» TASK INSTRUCTIONS:
Among the entries below, find the lines with the word "maps" and copy them.

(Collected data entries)
--------------------------------------------------
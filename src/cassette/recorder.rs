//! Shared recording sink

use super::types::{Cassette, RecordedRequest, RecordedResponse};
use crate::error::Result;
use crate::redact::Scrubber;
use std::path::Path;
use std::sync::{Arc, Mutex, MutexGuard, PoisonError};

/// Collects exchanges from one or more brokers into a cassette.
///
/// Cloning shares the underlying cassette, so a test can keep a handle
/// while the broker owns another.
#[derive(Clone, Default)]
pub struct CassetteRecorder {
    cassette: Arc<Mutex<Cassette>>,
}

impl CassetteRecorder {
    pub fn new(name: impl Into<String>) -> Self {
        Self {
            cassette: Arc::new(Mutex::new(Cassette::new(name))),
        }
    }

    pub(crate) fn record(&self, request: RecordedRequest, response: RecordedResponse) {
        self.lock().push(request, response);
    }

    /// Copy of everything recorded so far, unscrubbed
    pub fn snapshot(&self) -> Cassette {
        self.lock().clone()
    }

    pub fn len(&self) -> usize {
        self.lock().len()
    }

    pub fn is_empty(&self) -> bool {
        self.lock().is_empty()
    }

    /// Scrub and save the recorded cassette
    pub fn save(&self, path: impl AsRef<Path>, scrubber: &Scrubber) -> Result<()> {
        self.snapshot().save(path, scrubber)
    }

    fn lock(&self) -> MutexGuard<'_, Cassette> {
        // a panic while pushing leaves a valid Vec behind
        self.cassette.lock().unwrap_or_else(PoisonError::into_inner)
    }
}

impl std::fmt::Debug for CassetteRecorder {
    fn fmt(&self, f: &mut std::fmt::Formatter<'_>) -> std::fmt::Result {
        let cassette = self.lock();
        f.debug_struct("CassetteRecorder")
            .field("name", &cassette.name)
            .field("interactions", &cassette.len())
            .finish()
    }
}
--------------------------------------------------
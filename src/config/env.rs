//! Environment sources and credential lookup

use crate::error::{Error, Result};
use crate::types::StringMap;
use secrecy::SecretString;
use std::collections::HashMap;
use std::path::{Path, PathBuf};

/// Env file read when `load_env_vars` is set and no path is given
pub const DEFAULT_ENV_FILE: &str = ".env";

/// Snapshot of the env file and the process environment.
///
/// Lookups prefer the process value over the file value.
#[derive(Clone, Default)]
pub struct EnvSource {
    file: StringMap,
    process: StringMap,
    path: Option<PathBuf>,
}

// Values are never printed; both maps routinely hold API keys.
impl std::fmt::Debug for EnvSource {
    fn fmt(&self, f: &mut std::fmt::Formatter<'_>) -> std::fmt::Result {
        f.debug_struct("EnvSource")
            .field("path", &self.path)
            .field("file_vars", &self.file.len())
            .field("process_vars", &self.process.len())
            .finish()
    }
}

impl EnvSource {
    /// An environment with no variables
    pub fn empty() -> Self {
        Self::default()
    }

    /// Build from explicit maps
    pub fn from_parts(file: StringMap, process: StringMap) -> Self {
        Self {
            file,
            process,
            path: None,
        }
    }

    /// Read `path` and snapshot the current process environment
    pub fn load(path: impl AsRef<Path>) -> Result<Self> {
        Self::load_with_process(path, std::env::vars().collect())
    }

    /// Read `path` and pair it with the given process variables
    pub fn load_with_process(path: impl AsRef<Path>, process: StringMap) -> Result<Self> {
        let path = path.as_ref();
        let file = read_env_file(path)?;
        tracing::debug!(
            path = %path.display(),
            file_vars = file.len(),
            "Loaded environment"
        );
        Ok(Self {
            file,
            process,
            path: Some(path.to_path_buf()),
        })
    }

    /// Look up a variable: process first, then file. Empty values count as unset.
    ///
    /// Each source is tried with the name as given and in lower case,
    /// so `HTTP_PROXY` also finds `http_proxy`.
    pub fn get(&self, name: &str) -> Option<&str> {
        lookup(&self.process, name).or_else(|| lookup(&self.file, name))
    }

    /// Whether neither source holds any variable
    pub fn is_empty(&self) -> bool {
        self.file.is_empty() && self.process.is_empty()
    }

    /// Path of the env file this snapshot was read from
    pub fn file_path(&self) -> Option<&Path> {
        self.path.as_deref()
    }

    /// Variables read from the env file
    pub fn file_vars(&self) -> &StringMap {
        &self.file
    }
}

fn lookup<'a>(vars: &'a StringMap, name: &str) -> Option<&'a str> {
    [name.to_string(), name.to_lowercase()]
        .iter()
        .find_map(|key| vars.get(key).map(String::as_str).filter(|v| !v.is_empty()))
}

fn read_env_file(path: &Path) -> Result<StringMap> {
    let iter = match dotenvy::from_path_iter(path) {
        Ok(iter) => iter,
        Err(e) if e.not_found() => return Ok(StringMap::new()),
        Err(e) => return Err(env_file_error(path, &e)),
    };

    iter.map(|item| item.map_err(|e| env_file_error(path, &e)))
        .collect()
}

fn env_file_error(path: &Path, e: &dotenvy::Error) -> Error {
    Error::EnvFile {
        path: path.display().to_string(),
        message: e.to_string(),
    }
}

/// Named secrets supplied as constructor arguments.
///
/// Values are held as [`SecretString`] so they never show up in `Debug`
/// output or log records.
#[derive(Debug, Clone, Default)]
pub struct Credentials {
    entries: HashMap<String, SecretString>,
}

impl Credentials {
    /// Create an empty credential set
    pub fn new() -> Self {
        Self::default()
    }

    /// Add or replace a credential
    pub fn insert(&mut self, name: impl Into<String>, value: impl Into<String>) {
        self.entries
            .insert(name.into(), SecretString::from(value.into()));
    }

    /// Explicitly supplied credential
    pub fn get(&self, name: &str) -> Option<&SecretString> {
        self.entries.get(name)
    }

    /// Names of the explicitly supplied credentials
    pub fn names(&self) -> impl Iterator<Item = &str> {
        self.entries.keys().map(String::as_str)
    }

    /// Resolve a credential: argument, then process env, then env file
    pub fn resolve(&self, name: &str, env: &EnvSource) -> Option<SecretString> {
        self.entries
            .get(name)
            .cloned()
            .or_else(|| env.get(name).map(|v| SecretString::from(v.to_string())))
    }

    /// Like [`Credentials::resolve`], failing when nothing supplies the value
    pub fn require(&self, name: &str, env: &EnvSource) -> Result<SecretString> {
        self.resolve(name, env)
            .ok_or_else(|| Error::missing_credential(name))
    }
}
--------------------------------------------------
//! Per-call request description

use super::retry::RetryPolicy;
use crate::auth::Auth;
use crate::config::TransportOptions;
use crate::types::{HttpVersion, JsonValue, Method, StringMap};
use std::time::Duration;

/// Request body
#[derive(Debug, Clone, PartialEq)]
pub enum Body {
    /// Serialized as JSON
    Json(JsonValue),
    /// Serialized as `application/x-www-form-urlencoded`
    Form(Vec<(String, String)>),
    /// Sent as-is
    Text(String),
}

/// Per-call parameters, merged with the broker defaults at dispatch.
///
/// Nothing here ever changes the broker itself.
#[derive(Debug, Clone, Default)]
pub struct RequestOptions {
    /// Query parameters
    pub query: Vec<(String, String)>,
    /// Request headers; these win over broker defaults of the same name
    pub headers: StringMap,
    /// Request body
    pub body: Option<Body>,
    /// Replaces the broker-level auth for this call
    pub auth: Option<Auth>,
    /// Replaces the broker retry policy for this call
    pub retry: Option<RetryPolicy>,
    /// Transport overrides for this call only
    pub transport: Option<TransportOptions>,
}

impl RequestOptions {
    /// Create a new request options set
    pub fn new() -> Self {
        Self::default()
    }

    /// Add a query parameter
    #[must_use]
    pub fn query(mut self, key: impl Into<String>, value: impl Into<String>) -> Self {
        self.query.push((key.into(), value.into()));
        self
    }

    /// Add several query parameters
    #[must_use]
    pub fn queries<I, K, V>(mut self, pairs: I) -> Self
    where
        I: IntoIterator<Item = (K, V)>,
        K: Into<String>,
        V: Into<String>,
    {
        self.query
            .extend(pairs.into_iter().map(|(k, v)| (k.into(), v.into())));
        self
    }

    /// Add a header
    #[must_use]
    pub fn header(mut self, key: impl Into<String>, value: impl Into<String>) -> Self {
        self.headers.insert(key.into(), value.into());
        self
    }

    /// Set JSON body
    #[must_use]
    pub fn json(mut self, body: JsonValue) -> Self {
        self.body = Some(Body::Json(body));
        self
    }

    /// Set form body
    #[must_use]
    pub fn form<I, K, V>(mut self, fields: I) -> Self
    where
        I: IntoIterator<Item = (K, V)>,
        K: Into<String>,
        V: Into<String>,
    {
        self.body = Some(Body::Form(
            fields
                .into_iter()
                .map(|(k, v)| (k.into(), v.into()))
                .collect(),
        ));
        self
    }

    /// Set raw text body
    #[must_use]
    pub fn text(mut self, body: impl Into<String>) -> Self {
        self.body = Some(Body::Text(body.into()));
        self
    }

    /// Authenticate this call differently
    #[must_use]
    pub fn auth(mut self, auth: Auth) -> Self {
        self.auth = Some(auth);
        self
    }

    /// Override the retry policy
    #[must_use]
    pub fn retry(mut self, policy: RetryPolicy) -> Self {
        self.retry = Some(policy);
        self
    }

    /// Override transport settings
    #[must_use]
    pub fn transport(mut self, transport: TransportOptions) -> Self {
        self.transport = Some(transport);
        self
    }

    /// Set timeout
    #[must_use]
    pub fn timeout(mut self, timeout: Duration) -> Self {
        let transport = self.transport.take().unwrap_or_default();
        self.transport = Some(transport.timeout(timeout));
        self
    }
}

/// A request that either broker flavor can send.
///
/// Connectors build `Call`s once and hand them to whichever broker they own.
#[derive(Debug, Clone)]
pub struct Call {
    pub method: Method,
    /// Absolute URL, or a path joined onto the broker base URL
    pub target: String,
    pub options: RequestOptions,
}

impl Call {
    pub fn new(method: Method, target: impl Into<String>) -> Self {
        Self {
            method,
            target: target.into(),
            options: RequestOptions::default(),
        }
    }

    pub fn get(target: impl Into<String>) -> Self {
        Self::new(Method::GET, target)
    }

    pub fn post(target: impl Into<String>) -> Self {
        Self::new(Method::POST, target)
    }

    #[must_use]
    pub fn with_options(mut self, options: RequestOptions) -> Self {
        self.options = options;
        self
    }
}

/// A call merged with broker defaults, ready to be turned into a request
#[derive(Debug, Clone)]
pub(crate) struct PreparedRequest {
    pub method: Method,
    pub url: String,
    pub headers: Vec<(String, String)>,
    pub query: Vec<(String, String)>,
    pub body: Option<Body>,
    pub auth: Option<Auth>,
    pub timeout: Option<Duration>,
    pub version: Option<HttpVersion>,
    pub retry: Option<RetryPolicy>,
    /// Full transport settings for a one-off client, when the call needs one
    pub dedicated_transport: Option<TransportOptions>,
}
--------------------------------------------------
» ANSWER:
// Values are never printed; both maps routinely hold API keys.
    /// Build from explicit maps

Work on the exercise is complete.